▶ [How to complete this task]:
In the data below, find every line with the word "South" and copy it.

(Stored items)
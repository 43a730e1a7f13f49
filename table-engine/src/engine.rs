//! FILENAME: table-engine/src/engine.rs
//! Table Engine - one stateful table instance.
//!
//! `DataTable` exclusively owns the rows, the identity index and the state.
//! Every setter mutates synchronously and tells the host whether a remote
//! load is needed; `view()` is a pure read of the current state.
//!
//! The two suspending operations (lazy children, remote pages) are split in
//! two phases: a request that hands out a ticket, and a completion that
//! takes the ticket back. Completions for superseded tickets are dropped.

use engine::{
    find_column, resolve_path_mut, ChildLoadTicket, Column, EngineError, ExpandAction, FilterMode,
    LoadOutcome, Row, RowId, RowIdentityIndex, RowValue, SortSpec, DEFAULT_PAGE_SIZE,
};
use engine::{log_debug, log_info, log_warn};
use pivot_engine::{
    available_fields, calculate_pivot, drill_down, DrillDownResult, GroupKey, PivotArea, PivotConfig,
    PivotConfigUpdate, PivotResult,
};

use crate::definition::TableOptions;
use crate::loader::{ChildLoader, LoadError, PageLoader};
use crate::remote::{should_fetch, PageRequest, PageResponse, PageTicket, RefreshAction, RefreshReason, RemoteBridge};
use crate::state::{PageSelection, PivotMode, TableState};
use crate::view::{compute_view, TableView};

pub struct DataTable {
    options: TableOptions,
    columns: Vec<Column>,

    /// Current rows: the data, or the pivot output in pivot mode.
    rows: Vec<Row>,

    index: RowIdentityIndex,
    state: TableState,
    remote: RemoteBridge,
}
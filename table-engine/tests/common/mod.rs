//! FILENAME: tests/common/mod.rs
//! Test harness and fixtures for table-engine integration tests.

#![allow(dead_code)]

use engine::{Column, ColumnAggregation, Row, TreeOptions};
use serde_json::json;
use table_engine::{DataTable, TableOptions};

/// Test harness wrapping one table instance.
pub struct TestHarness {
    pub table: DataTable,
}

impl TestHarness {
    pub fn new(columns: Vec<Column>, rows: Vec<Row>, options: TableOptions) -> Self {
        TestHarness {
            table: DataTable::new(columns, rows, options),
        }
    }

    /// The three-person score table.
    pub fn with_people() -> Self {
        Self::with_people_options(TableOptions::default())
    }

    pub fn with_people_options(options: TableOptions) -> Self {
        Self::new(PeopleFixture::columns(), PeopleFixture::rows(), options)
    }

    /// Department revenue rows with a `sum` aggregate on `rev`.
    pub fn with_departments() -> Self {
        let rows = Row::list_from_json(json!([
            { "dept": "A", "rev": 10 },
            { "dept": "B", "rev": 5 },
            { "dept": "A", "rev": 7 }
        ]));
        let columns = vec![
            Column::new("dept"),
            Column::number("rev").with_aggregations(&[ColumnAggregation::Sum]),
        ];
        Self::new(columns, rows, TableOptions::default())
    }

    /// A small file-system style tree.
    pub fn with_tree(tree: TreeOptions) -> Self {
        let rows = Row::list_from_json(json!([
            { "id": 1, "name": "src", "children": [
                { "id": 2, "name": "lib.rs" },
                { "id": 3, "name": "target", "children": [{ "id": 4, "name": "debug" }] }
            ]},
            { "id": 5, "name": "docs", "hasChildren": true }
        ]));
        let columns = vec![Column::number("id"), Column::new("name")];
        Self::new(columns, rows, TableOptions::default().with_tree(tree))
    }

    /// Numbered rows `n` = 1..=count.
    pub fn with_numbers(count: usize, page_size: usize) -> Self {
        let rows = (1..=count)
            .map(|n| Row::new().with("n", n as f64).with("parity", if n % 2 == 0 { "even" } else { "odd" }))
            .collect();
        let columns = vec![Column::number("n"), Column::new("parity")];
        Self::new(columns, rows, TableOptions::default().with_page_size(page_size))
    }

    /// `key` of every row on the current page, as numbers.
    pub fn page_numbers(&self, key: &str) -> Vec<f64> {
        numbers(&self.table.view().rows(), key)
    }

    /// `key` of every row on the current page, as text.
    pub fn page_texts(&self, key: &str) -> Vec<String> {
        texts(&self.table.view().rows(), key)
    }
}

pub fn numbers(rows: &[&Row], key: &str) -> Vec<f64> {
    rows.iter().filter_map(|r| r.get(key).to_number()).collect()
}

pub fn texts(rows: &[&Row], key: &str) -> Vec<String> {
    rows.iter().map(|r| r.get(key).to_text()).collect()
}

/// Scores of three people.
pub struct PeopleFixture;

impl PeopleFixture {
    pub fn rows() -> Vec<Row> {
        Row::list_from_json(json!([
            { "id": 1, "name": "Anna", "score": 70 },
            { "id": 2, "name": "Ben", "score": 95 },
            { "id": 3, "name": "Cara", "score": 95 }
        ]))
    }

    pub fn columns() -> Vec<Column> {
        vec![Column::number("id"), Column::new("name"), Column::number("score")]
    }
}

/// Sample sales data for pivot tests.
pub struct SalesFixture;

impl SalesFixture {
    pub fn headers() -> Vec<&'static str> {
        vec!["Region", "Product", "Quarter", "Sales", "Quantity"]
    }

    pub fn data() -> Vec<(&'static str, &'static str, &'static str, f64, f64)> {
        vec![
            ("North", "Widget", "Q1", 1000.0, 10.0),
            ("North", "Gadget", "Q1", 1500.0, 15.0),
            ("South", "Widget", "Q1", 800.0, 8.0),
            ("South", "Gadget", "Q1", 1200.0, 12.0),
            ("North", "Widget", "Q2", 1100.0, 11.0),
            ("North", "Gadget", "Q2", 1600.0, 16.0),
            ("South", "Widget", "Q2", 900.0, 9.0),
            ("South", "Gadget", "Q2", 1300.0, 13.0),
            ("East", "Widget", "Q1", 700.0, 7.0),
            ("East", "Gadget", "Q2", 500.0, 5.0),
        ]
    }

    pub fn rows() -> Vec<Row> {
        Self::data()
            .into_iter()
            .map(|(region, product, quarter, sales, quantity)| {
                Row::new()
                    .with("region", region)
                    .with("product", product)
                    .with("quarter", quarter)
                    .with("sales", sales)
                    .with("quantity", quantity)
            })
            .collect()
    }

    pub fn columns() -> Vec<Column> {
        let keys = ["region", "product", "quarter", "sales", "quantity"];
        Self::headers()
            .into_iter()
            .zip(keys)
            .map(|(label, key)| {
                let column = if key == "sales" || key == "quantity" {
                    Column::number(key)
                } else {
                    Column::new(key)
                };
                column.with_label(label)
            })
            .collect()
    }

    pub fn harness() -> TestHarness {
        TestHarness::new(Self::columns(), Self::rows(), TableOptions::default())
    }
}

▶ [Result of the task]:
            ("South", "Widget", "Q1", 800.0, 8.0),
            ("South", "Gadget", "Q1", 1200.0, 12.0),
            ("South", "Widget", "Q2", 900.0, 9.0),
            ("South", "Gadget", "Q2", 1300.0, 13.0),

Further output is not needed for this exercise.